- _TASK DESCRIPTION_
Report how many lines below include the string "them". Please keep the reply to that number.

○ ○ ○

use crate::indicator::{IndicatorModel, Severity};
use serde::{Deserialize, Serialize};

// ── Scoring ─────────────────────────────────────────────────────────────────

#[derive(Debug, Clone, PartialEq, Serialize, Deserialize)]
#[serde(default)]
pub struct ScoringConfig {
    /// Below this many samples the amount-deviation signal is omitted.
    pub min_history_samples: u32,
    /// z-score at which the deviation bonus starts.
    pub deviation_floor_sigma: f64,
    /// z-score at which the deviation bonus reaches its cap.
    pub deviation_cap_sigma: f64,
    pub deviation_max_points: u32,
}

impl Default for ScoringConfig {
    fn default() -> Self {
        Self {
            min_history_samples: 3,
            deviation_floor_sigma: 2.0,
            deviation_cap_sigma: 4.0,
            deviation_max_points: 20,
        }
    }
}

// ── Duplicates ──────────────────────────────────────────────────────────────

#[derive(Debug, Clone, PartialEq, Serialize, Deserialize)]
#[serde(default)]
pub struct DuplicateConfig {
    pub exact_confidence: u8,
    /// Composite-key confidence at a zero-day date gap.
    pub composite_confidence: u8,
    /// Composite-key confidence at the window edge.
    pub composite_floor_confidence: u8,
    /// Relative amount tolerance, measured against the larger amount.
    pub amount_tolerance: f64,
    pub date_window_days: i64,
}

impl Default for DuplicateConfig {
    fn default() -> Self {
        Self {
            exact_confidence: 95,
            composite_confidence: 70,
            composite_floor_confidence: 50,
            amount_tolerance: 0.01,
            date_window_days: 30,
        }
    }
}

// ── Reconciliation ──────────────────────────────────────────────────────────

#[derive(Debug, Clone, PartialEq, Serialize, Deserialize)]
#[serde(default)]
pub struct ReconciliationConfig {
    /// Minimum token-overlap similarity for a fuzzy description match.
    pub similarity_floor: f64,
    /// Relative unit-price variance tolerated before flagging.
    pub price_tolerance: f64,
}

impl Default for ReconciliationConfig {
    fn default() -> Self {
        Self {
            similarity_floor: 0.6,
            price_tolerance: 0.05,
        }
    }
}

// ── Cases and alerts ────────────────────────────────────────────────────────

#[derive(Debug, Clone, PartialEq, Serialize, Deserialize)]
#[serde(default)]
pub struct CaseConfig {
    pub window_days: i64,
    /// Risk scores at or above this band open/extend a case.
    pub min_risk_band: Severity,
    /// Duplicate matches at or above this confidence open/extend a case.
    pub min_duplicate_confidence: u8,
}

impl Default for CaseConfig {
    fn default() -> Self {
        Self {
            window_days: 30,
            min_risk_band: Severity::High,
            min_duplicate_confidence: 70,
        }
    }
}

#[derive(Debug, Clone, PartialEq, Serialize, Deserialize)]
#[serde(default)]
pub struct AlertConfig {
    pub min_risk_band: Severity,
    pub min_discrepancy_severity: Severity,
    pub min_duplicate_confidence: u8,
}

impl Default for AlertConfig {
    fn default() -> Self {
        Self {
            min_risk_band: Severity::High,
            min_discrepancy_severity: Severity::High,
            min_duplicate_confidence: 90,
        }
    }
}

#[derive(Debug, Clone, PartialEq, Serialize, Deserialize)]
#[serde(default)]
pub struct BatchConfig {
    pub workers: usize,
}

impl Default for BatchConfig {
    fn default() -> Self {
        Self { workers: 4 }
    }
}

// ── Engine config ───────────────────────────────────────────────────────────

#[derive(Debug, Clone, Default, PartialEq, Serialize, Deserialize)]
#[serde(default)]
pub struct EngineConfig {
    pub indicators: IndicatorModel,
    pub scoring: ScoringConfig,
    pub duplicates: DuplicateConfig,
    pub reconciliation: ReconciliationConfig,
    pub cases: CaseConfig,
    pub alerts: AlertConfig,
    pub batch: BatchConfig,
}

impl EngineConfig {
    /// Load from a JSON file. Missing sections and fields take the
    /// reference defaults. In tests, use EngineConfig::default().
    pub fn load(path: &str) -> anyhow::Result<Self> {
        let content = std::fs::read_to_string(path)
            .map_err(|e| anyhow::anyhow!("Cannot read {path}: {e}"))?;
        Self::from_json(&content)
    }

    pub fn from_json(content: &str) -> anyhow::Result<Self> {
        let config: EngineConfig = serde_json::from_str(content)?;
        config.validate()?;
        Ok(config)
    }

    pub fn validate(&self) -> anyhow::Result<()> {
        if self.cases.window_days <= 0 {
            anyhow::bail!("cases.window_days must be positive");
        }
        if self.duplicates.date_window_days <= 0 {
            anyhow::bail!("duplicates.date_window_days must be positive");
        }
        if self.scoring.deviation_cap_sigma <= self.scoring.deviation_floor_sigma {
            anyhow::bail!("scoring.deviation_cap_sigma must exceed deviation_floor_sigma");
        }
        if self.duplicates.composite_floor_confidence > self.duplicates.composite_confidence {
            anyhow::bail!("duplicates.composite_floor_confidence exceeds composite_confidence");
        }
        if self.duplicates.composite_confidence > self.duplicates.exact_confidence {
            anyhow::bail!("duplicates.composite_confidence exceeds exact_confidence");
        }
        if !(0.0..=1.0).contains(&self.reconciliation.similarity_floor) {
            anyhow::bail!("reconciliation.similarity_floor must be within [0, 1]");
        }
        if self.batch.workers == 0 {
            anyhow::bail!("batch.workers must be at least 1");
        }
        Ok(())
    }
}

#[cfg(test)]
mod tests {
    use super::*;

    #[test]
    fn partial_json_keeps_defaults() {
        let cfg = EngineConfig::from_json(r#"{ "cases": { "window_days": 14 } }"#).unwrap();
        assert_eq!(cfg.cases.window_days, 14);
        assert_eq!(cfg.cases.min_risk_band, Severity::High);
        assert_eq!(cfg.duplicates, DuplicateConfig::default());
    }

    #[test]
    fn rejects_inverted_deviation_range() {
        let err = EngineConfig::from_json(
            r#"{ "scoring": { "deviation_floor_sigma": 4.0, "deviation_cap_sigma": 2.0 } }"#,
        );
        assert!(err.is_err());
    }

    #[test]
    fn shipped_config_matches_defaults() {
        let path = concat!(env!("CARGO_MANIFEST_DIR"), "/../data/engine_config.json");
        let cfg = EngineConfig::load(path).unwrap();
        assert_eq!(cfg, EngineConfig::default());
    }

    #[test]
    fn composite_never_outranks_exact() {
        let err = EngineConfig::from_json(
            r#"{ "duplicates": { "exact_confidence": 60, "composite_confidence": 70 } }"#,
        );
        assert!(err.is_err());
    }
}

○ ○ ○

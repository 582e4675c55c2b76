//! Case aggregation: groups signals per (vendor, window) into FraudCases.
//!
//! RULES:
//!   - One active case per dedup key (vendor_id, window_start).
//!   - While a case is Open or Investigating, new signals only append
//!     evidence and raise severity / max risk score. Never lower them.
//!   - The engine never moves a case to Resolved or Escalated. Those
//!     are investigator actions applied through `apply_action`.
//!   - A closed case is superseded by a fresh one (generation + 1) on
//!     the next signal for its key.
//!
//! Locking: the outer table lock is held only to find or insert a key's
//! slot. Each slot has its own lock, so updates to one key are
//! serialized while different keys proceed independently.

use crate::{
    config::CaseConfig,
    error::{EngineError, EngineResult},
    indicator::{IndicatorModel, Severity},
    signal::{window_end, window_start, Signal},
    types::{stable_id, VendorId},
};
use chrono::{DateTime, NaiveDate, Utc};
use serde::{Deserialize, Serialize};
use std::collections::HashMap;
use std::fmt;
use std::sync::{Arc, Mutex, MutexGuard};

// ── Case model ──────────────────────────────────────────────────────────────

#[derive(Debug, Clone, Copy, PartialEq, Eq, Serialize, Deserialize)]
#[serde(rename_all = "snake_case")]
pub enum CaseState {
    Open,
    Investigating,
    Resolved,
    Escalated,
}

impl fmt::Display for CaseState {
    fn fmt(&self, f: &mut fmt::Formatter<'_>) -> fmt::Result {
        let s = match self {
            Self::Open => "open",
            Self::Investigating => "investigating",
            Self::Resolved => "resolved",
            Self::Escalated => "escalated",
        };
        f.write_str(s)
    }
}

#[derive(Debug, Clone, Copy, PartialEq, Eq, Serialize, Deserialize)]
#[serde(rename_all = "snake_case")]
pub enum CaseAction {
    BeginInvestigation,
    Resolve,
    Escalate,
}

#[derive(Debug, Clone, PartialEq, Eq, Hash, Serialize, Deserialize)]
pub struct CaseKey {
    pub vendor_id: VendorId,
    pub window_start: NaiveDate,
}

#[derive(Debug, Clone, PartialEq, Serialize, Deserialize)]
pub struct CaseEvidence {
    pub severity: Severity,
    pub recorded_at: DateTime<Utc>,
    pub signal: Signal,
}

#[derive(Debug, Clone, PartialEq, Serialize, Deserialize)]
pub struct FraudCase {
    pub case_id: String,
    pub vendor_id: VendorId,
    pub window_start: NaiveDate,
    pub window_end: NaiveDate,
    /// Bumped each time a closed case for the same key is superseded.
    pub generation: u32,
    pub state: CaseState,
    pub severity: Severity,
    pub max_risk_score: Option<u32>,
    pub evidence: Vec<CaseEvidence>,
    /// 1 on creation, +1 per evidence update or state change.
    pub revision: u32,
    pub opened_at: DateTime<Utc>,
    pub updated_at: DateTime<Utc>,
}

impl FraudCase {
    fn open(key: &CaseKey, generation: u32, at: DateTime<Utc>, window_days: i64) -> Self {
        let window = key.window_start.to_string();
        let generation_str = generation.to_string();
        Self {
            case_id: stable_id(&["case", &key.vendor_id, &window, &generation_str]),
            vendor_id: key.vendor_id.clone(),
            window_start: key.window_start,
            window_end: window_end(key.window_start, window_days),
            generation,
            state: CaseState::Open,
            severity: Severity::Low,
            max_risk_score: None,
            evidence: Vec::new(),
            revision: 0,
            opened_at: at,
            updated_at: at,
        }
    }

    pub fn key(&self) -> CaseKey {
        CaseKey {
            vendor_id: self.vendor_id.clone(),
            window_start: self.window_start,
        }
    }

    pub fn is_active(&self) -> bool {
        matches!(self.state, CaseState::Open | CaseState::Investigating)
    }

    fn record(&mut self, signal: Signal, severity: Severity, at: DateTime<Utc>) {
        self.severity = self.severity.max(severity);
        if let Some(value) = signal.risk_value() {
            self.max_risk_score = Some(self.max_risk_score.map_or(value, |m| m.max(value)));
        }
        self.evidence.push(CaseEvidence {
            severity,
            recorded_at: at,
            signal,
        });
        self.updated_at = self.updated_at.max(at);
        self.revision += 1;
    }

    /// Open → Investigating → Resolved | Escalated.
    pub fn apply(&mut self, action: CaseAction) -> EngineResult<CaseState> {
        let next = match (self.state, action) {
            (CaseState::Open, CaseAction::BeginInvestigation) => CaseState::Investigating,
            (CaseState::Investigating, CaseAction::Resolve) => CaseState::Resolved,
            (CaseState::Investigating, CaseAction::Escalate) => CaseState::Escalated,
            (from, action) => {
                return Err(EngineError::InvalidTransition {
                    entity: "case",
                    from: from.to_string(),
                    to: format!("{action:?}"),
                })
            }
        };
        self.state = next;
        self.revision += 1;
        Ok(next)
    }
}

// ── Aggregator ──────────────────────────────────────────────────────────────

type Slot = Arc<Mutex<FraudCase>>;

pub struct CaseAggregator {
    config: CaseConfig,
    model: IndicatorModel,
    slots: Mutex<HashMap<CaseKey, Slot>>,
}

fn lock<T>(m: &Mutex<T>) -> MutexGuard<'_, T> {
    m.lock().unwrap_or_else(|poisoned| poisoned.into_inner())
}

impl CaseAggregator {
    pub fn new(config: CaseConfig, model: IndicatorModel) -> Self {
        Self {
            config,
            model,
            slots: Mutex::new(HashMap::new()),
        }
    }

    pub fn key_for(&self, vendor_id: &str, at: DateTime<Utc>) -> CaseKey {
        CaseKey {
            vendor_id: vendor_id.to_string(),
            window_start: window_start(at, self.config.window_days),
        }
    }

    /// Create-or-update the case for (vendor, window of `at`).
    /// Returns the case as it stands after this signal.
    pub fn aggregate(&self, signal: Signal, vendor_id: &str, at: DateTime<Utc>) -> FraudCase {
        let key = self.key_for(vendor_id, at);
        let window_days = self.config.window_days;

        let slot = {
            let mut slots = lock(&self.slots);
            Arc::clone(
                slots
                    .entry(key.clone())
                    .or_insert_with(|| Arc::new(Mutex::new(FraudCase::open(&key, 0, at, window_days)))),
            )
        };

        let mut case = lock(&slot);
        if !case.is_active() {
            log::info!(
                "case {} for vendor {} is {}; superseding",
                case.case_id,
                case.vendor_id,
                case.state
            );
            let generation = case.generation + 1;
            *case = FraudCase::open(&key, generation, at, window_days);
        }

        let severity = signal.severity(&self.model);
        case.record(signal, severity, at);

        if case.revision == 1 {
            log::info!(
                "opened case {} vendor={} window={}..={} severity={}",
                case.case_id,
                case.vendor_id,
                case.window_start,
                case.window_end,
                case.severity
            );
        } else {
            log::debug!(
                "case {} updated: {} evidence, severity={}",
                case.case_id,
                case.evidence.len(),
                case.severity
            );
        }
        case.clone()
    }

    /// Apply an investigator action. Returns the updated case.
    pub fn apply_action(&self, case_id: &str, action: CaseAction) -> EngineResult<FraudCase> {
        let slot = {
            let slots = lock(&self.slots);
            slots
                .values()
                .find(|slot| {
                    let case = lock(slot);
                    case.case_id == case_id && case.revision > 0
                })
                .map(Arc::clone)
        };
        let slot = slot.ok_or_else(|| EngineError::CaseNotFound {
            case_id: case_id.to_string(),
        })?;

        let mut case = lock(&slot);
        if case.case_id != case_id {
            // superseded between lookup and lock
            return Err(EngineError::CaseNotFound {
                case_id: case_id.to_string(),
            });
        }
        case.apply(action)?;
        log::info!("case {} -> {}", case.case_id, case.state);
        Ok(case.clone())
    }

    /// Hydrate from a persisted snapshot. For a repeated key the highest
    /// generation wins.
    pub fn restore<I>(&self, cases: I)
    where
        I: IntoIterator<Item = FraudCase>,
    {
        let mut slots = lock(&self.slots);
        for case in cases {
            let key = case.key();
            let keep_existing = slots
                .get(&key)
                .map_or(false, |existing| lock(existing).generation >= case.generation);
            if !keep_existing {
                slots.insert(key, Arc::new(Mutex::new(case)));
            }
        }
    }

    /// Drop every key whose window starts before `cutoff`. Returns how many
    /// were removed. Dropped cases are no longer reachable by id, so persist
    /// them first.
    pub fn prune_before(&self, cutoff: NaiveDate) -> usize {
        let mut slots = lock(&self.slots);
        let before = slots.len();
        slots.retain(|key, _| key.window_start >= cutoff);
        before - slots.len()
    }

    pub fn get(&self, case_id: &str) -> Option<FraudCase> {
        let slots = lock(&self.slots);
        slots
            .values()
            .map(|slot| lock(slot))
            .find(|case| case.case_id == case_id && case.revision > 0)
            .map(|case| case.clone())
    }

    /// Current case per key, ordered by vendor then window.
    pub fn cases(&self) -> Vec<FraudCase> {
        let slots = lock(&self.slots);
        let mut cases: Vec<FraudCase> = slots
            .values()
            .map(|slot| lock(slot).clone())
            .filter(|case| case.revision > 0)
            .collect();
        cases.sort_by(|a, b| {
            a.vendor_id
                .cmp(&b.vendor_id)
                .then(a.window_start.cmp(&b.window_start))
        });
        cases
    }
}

○ ○ ○

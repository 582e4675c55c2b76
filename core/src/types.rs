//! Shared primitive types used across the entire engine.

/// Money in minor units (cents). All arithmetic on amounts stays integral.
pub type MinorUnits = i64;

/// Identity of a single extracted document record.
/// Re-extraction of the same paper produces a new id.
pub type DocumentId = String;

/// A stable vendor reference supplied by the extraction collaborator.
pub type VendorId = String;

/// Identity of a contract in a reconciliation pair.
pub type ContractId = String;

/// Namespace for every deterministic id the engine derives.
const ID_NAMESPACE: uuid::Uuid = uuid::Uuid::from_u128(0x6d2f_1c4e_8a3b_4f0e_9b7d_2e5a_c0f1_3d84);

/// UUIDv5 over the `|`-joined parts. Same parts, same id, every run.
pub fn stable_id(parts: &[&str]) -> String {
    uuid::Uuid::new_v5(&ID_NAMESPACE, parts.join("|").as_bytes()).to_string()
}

○ ○ ○

- _WRITTEN RESPONSE_
2